July 21, 2011

Invasion Of The Talking Vaginas

There is an alarmingly awful series of commercial videos currently on YouTube for Summer's Eve.

For reasons of propriety I am not going to embed them in this post, but here are some links: Link #1, Link #2, Link #3.

The premise of this campaign is that your vagina (portrayed by a hand) is talking to you. Not being the proud owner of a vagina, it's hard for me to comment on the effect this campaign might have on someone who does have one. But from the verbal reaction I am getting from women, I don't think this campaign is making Summer's Eve any friends.

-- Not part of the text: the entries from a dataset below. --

//! Rank-ordered byte-pair merging
//!
//! A piece of text (one pre-tokenizer match) starts as one part per byte.
//! The adjacent pair whose concatenation has the lowest rank in the
//! vocabulary is merged first, repeatedly, until no adjacent pair forms a
//! known token. Lower rank = merge earlier.

use std::collections::HashMap;

/// Token identifier. Ranks of ordinary tokens double as their ids.
pub type Rank = u32;

/// Merge `piece` and return the part boundaries.
///
/// Each entry is `(start_offset, rank_of_pair_starting_here)`. The final two
/// entries are sentinels, so consecutive entries delimit the merged parts.
fn byte_pair_merge(ranks: &HashMap<Vec<u8>, Rank>, piece: &[u8]) -> Vec<(usize, Rank)> {
    let mut parts = Vec::with_capacity(piece.len() + 1);

    let mut min_rank: (Rank, usize) = (Rank::MAX, usize::MAX);
    for i in 0..piece.len() - 1 {
        let rank = ranks.get(&piece[i..i + 2]).copied().unwrap_or(Rank::MAX);
        if rank < min_rank.0 {
            min_rank = (rank, i);
        }
        parts.push((i, rank));
    }
    parts.push((piece.len() - 1, Rank::MAX));
    parts.push((piece.len(), Rank::MAX));

    // Rank of the pair that would start at `i` once `i + 1` is merged away.
    let get_rank = |parts: &Vec<(usize, Rank)>, i: usize| {
        if i + 3 < parts.len() {
            ranks
                .get(&piece[parts[i].0..parts[i + 3].0])
                .copied()
                .unwrap_or(Rank::MAX)
        } else {
            Rank::MAX
        }
    };

    while min_rank.0 != Rank::MAX {
        let i = min_rank.1;
        if i > 0 {
            parts[i - 1].1 = get_rank(&parts, i - 1);
        }
        parts[i].1 = get_rank(&parts, i);
        parts.remove(i + 1);

        min_rank = (Rank::MAX, usize::MAX);
        for (i, &(_, rank)) in parts[..parts.len() - 1].iter().enumerate() {
            if rank < min_rank.0 {
                min_rank = (rank, i);
            }
        }
    }
    parts
}

/// Encode one pre-tokenized piece into ranks.
///
/// The vocabulary must contain every single byte; `CoreBpe::new` checks this,
/// so every merged part is guaranteed to have a rank.
pub(crate) fn byte_pair_encode(piece: &[u8], ranks: &HashMap<Vec<u8>, Rank>) -> Vec<Rank> {
    match piece.len() {
        0 => return Vec::new(),
        1 => return vec![ranks[piece]],
        _ => {}
    }
    byte_pair_merge(ranks, piece)
        .windows(2)
        .map(|part| ranks[&piece[part[0].0..part[1].0]])
        .collect()
}
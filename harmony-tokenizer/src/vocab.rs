//! Rank-file loading
//!
//! Vocabularies are distributed as tiktoken rank files: one line per token,
//! `base64(token_bytes) rank`. Files can be verified against a SHA-256
//! digest, located through environment variables, and (with the `download`
//! feature) fetched into a local cache.

use std::collections::HashMap;
use std::fs;
use std::io::{BufRead, BufReader, Read};
use std::path::{Path, PathBuf};

use base64::{engine::general_purpose::STANDARD, Engine as _};
use sha2::{Digest, Sha256};

use crate::bpe::Rank;
use crate::{Error, Result};

/// Directory searched first for vocabulary files, when set.
pub const ENCODINGS_BASE_ENV: &str = "TIKTOKEN_ENCODINGS_BASE";

/// Overrides the default cache directory.
pub const CACHE_DIR_ENV: &str = "HARMONY_CACHE_DIR";

/// Where a vocabulary file comes from and how to check it.
#[derive(Debug, Clone)]
pub struct VocabFile {
    /// File name, e.g. `o200k_base.tiktoken`
    pub file_name: &'static str,
    /// Canonical download location
    pub url: &'static str,
    /// Lowercase hex SHA-256 of the file contents
    pub sha256: &'static str,
}

/// Parse a tiktoken rank file.
///
/// # Errors
/// Returns [`Error::MalformedVocab`] for a line that is not
/// `base64 SP rank`, or an IO error from the reader.
pub fn load_tiktoken_bpe(reader: impl Read) -> Result<HashMap<Vec<u8>, Rank>> {
    let mut ranks = HashMap::new();
    for (idx, line) in BufReader::new(reader).lines().enumerate() {
        let line = line?;
        let line_no = idx + 1;
        if line.is_empty() {
            continue;
        }
        let (token, rank) = line.split_once(' ').ok_or_else(|| Error::MalformedVocab {
            line: line_no,
            reason: "expected `<base64> <rank>`".into(),
        })?;
        let token = STANDARD.decode(token).map_err(|e| Error::MalformedVocab {
            line: line_no,
            reason: format!("bad base64: {e}"),
        })?;
        let rank: Rank = rank.trim().parse().map_err(|e| Error::MalformedVocab {
            line: line_no,
            reason: format!("bad rank: {e}"),
        })?;
        if ranks.insert(token, rank).is_some() {
            return Err(Error::MalformedVocab {
                line: line_no,
                reason: "duplicate token".into(),
            });
        }
    }
    Ok(ranks)
}

/// Read and parse a rank file, optionally checking its SHA-256 first.
///
/// # Errors
/// Returns [`Error::HashMismatch`] when the digest differs, or any error
/// from [`load_tiktoken_bpe`].
pub fn load_tiktoken_bpe_file(
    path: impl AsRef<Path>,
    expected_sha256: Option<&str>,
) -> Result<HashMap<Vec<u8>, Rank>> {
    let path = path.as_ref();
    let data = fs::read(path)?;
    if let Some(expected) = expected_sha256 {
        verify_sha256(&data, expected)?;
    }
    let ranks = load_tiktoken_bpe(data.as_slice())?;
    tracing::debug!(path = %path.display(), tokens = ranks.len(), "loaded vocabulary");
    Ok(ranks)
}

/// Check `data` against a lowercase hex SHA-256 digest.
///
/// # Errors
/// Returns [`Error::HashMismatch`] if the digests differ.
pub fn verify_sha256(data: &[u8], expected: &str) -> Result<()> {
    let actual = format!("{:x}", Sha256::digest(data));
    if actual.eq_ignore_ascii_case(expected) {
        Ok(())
    } else {
        tracing::warn!(%expected, %actual, "vocabulary hash mismatch");
        Err(Error::HashMismatch {
            expected: expected.to_string(),
            actual,
        })
    }
}

/// Default cache directory: `$HARMONY_CACHE_DIR`, else
/// `~/.cache/harmony/encodings`.
#[must_use]
pub fn cache_dir() -> PathBuf {
    if let Ok(dir) = std::env::var(CACHE_DIR_ENV) {
        return PathBuf::from(dir);
    }
    let home = std::env::var("HOME").unwrap_or_else(|_| ".".to_string());
    PathBuf::from(home)
        .join(".cache")
        .join("harmony")
        .join("encodings")
}

/// Find a local copy of `file`, downloading it when the `download` feature
/// is enabled and no copy exists.
///
/// # Errors
/// Returns [`Error::VocabUnavailable`] when no copy can be found, or a
/// download/verification error.
pub fn resolve(file: &VocabFile) -> Result<PathBuf> {
    if let Ok(base) = std::env::var(ENCODINGS_BASE_ENV) {
        let path = PathBuf::from(base).join(file.file_name);
        if path.exists() {
            return Ok(path);
        }
        tracing::debug!(path = %path.display(), "not found under {ENCODINGS_BASE_ENV}");
    }

    let cached = cache_dir().join(file.file_name);
    if cached.exists() {
        return Ok(cached);
    }

    fetch(file, &cached)?;
    Ok(cached)
}

/// Load the ranks for `file` from wherever [`resolve`] finds it.
///
/// # Errors
/// See [`resolve`] and [`load_tiktoken_bpe_file`].
pub fn load(file: &VocabFile) -> Result<HashMap<Vec<u8>, Rank>> {
    let path = resolve(file)?;
    load_tiktoken_bpe_file(path, Some(file.sha256))
}

#[cfg(feature = "download")]
fn fetch(file: &VocabFile, dest: &Path) -> Result<()> {
    tracing::info!(url = file.url, dest = %dest.display(), "downloading vocabulary");
    let response = ureq::get(file.url)
        .call()
        .map_err(|e| Error::Download(format!("{}: {e}", file.url)))?;
    let mut data = Vec::new();
    response
        .into_body()
        .as_reader()
        .read_to_end(&mut data)?;
    verify_sha256(&data, file.sha256)?;

    if let Some(parent) = dest.parent() {
        fs::create_dir_all(parent)?;
    }
    let tmp = dest.with_extension("tmp");
    fs::write(&tmp, &data)?;
    fs::rename(&tmp, dest)?;
    Ok(())
}

#[cfg(not(feature = "download"))]
fn fetch(file: &VocabFile, dest: &Path) -> Result<()> {
    Err(Error::VocabUnavailable(format!(
        "{} not found (looked in ${ENCODINGS_BASE_ENV} and {}); enable the `download` feature or fetch {} manually",
        file.file_name,
        dest.display(),
        file.url
    )))
}
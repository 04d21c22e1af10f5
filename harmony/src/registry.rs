//! Named encodings
//!
//! ```no_run
//! use harmony::{load_harmony_encoding, HarmonyEncodingName};
//!
//! let enc = load_harmony_encoding(HarmonyEncodingName::HarmonyGptOss)?;
//! # Ok::<(), harmony::Error>(())
//! ```

use std::collections::HashMap;
use std::fmt;
use std::path::Path;
use std::str::FromStr;

use harmony_tokenizer::{vocab, Pretrained, Rank};

use crate::encoding::HarmonyEncoding;
use crate::{Error, Result};

/// Encodings known to the registry.
#[derive(Debug, Clone, Copy, PartialEq, Eq, Hash)]
pub enum HarmonyEncodingName {
    /// The gpt-oss chat format over `o200k_harmony`
    HarmonyGptOss,
}

impl HarmonyEncodingName {
    #[must_use]
    pub const fn as_str(self) -> &'static str {
        match self {
            Self::HarmonyGptOss => "HarmonyGptOss",
        }
    }

    /// Vocabulary this encoding is built on.
    #[must_use]
    pub const fn vocabulary(self) -> Pretrained {
        match self {
            Self::HarmonyGptOss => Pretrained::O200kHarmony,
        }
    }
}

impl fmt::Display for HarmonyEncodingName {
    fn fmt(&self, f: &mut fmt::Formatter<'_>) -> fmt::Result {
        f.write_str(self.as_str())
    }
}

impl FromStr for HarmonyEncodingName {
    type Err = Error;

    /// Accepts `HarmonyGptOss`, `harmony_gpt_oss` and `harmony-gpt-oss` in
    /// any case.
    fn from_str(s: &str) -> Result<Self> {
        let key: String = s
            .chars()
            .filter(|c| *c != '_' && *c != '-')
            .flat_map(char::to_lowercase)
            .collect();
        match key.as_str() {
            "harmonygptoss" => Ok(Self::HarmonyGptOss),
            _ => Err(Error::UnknownEncoding(s.to_string())),
        }
    }
}

/// Load a named encoding, locating its vocabulary on disk (and downloading
/// it with the `download` feature).
///
/// # Errors
/// Returns an error if the vocabulary is unavailable or invalid.
pub fn load_harmony_encoding(name: HarmonyEncodingName) -> Result<HarmonyEncoding> {
    let vocabulary = name.vocabulary();
    let tokenizer = vocabulary.load()?;
    HarmonyEncoding::from_tokenizer(name.as_str(), vocabulary.name(), tokenizer)
}

/// Load an encoding by name.
///
/// # Errors
/// Returns [`Error::UnknownEncoding`] for an unrecognized name, or any error
/// from [`load_harmony_encoding`].
pub fn load(name: &str) -> Result<HarmonyEncoding> {
    load_harmony_encoding(name.parse()?)
}

/// Build a named encoding from ordinary ranks the caller already has.
///
/// # Errors
/// Returns an error if the ranks do not form a valid byte-level vocabulary.
pub fn build_harmony_encoding(
    name: HarmonyEncodingName,
    ranks: HashMap<Vec<u8>, Rank>,
) -> Result<HarmonyEncoding> {
    let vocabulary = name.vocabulary();
    let tokenizer = vocabulary.build(ranks)?;
    HarmonyEncoding::from_tokenizer(name.as_str(), vocabulary.name(), tokenizer)
}

/// Build a named encoding from a tiktoken rank file.
///
/// # Errors
/// Returns an error if the file cannot be read, fails the optional SHA-256
/// check, or is not a valid vocabulary.
pub fn load_harmony_encoding_from_file(
    name: HarmonyEncodingName,
    path: impl AsRef<Path>,
    expected_sha256: Option<&str>,
) -> Result<HarmonyEncoding> {
    let ranks = vocab::load_tiktoken_bpe_file(path, expected_sha256)?;
    build_harmony_encoding(name, ranks)
}

#[cfg(test)]
mod tests {
    use super::*;

    #[test]
    fn test_name_aliases() {
        for alias in ["HarmonyGptOss", "harmony_gpt_oss", "harmony-gpt-oss", "HARMONY_GPT_OSS"] {
            assert_eq!(alias.parse::<HarmonyEncodingName>().unwrap(), HarmonyEncodingName::HarmonyGptOss);
        }
    }

    #[test]
    fn test_unknown_encoding() {
        match load("cl100k_chat") {
            Err(Error::UnknownEncoding(name)) => assert_eq!(name, "cl100k_chat"),
            other => panic!("unexpected: {other:?}"),
        }
    }

    #[test]
    fn test_build_from_ranks() {
        let ranks: HashMap<Vec<u8>, Rank> =
            (0..=255u8).map(|b| (vec![b], Rank::from(b))).collect();
        let enc = build_harmony_encoding(HarmonyEncodingName::HarmonyGptOss, ranks).unwrap();
        assert_eq!(enc.name(), "HarmonyGptOss");
        assert_eq!(enc.tokenizer_name(), "o200k_harmony");
    }
}
//! Conversation data model
//!
//! A [`Conversation`] is an ordered list of [`Message`]s. Each message has an
//! [`Author`], optional routing metadata (channel, recipient, content type)
//! and one or more [`Content`] parts.
//!
//! Everything here is a plain value type with serde support. On the wire,
//! content parts are tagged by a `type` field and enumerations are lowercase:
//!
//! ```json
//! {"role": "user", "content": [{"type": "text", "text": "hi"}]}
//! ```
//!
//! A bare string is accepted wherever a content list is expected.

#![allow(clippy::doc_markdown)]

use std::collections::BTreeMap;
use std::fmt;
use std::str::FromStr;

use serde::{Deserialize, Deserializer, Serialize, Serializer};

use crate::{Error, Result};

/// Declares a closed enumeration whose canonical form is a lowercase string.
///
/// One table drives `as_str`, `Display`, case-insensitive `FromStr` and the
/// serde impls.
macro_rules! lowercase_enum {
    (
        $(#[$meta:meta])*
        pub enum $name:ident, unknown = $unknown:expr;
        { $($(#[$vmeta:meta])* $variant:ident => $text:literal,)+ }
    ) => {
        $(#[$meta])*
        #[derive(Debug, Clone, Copy, PartialEq, Eq, Hash, PartialOrd, Ord)]
        pub enum $name {
            $($(#[$vmeta])* $variant,)+
        }

        impl $name {
            /// Every variant paired with its canonical text.
            pub const TABLE: &'static [($name, &'static str)] = &[$(($name::$variant, $text),)+];

            /// Canonical lowercase text
            #[must_use]
            pub const fn as_str(self) -> &'static str {
                match self {
                    $($name::$variant => $text,)+
                }
            }
        }

        impl fmt::Display for $name {
            fn fmt(&self, f: &mut fmt::Formatter<'_>) -> fmt::Result {
                f.write_str(self.as_str())
            }
        }

        impl FromStr for $name {
            type Err = Error;

            fn from_str(s: &str) -> Result<Self> {
                Self::TABLE
                    .iter()
                    .find(|(_, text)| text.eq_ignore_ascii_case(s))
                    .map(|&(value, _)| value)
                    .ok_or_else(|| ($unknown)(s))
            }
        }

        impl Serialize for $name {
            fn serialize<S: Serializer>(&self, serializer: S) -> std::result::Result<S::Ok, S::Error> {
                serializer.serialize_str(self.as_str())
            }
        }

        impl<'de> Deserialize<'de> for $name {
            fn deserialize<D: Deserializer<'de>>(deserializer: D) -> std::result::Result<Self, D::Error> {
                let text = String::deserialize(deserializer)?;
                text.parse().map_err(serde::de::Error::custom)
            }
        }
    };
}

Here's the thing about this campaign. I'm sure the Summer's Eve people were not naive about the effect it would have. I am sure they understood that there was a significant portion of the population who would be offended by these videos, but they were willing to take the chance to get some attention.

While I think the decision was misguided, I can see how it might have paid off. It might have paid off if the campaign was funny; if it wasn't so appallingly executed; if it wasn't so poorly written and performed.

Back when I was a creative director I used to drive the people in my creative department crazy with the following criticism of their storyboards: This is not  a spot. It's an idea. Now you need to make it into a spot.

What happened in this Summer's Eve travesty is that someone had an idea. The idea was that a "hand puppet" could substitute for a vagina and a vagina could talk. It's a pretty damn gross idea, but it's an idea.

In the hands of someone who could write, this idea might actually have been turned into something interesting. In the hands of the dullards who wrote and produced it, it is awful.

Regardless of what they did with it, Summer's Eve were going to offend some people. That's fine. The problem with this thing is, even the people who were not automatically going to be offended will be horrified because the writing and voice over performances are so astonishingly dumb.

Comedy is a funny thing. It's easy to be funny over lunch. It's very hard to be funny standing up in front of hundreds of people. It's the same in advertising. It's easy to have a funny idea. It's very hard to make a funny spot.

The Summer's Eve campaign had a very slight chance to be successful. It might have been successful if it was funny. It is stunningly unfunny, and as a result it is a disaster.

I don't hate this campaign because it's offensive. I hate it because it's done so witlessly.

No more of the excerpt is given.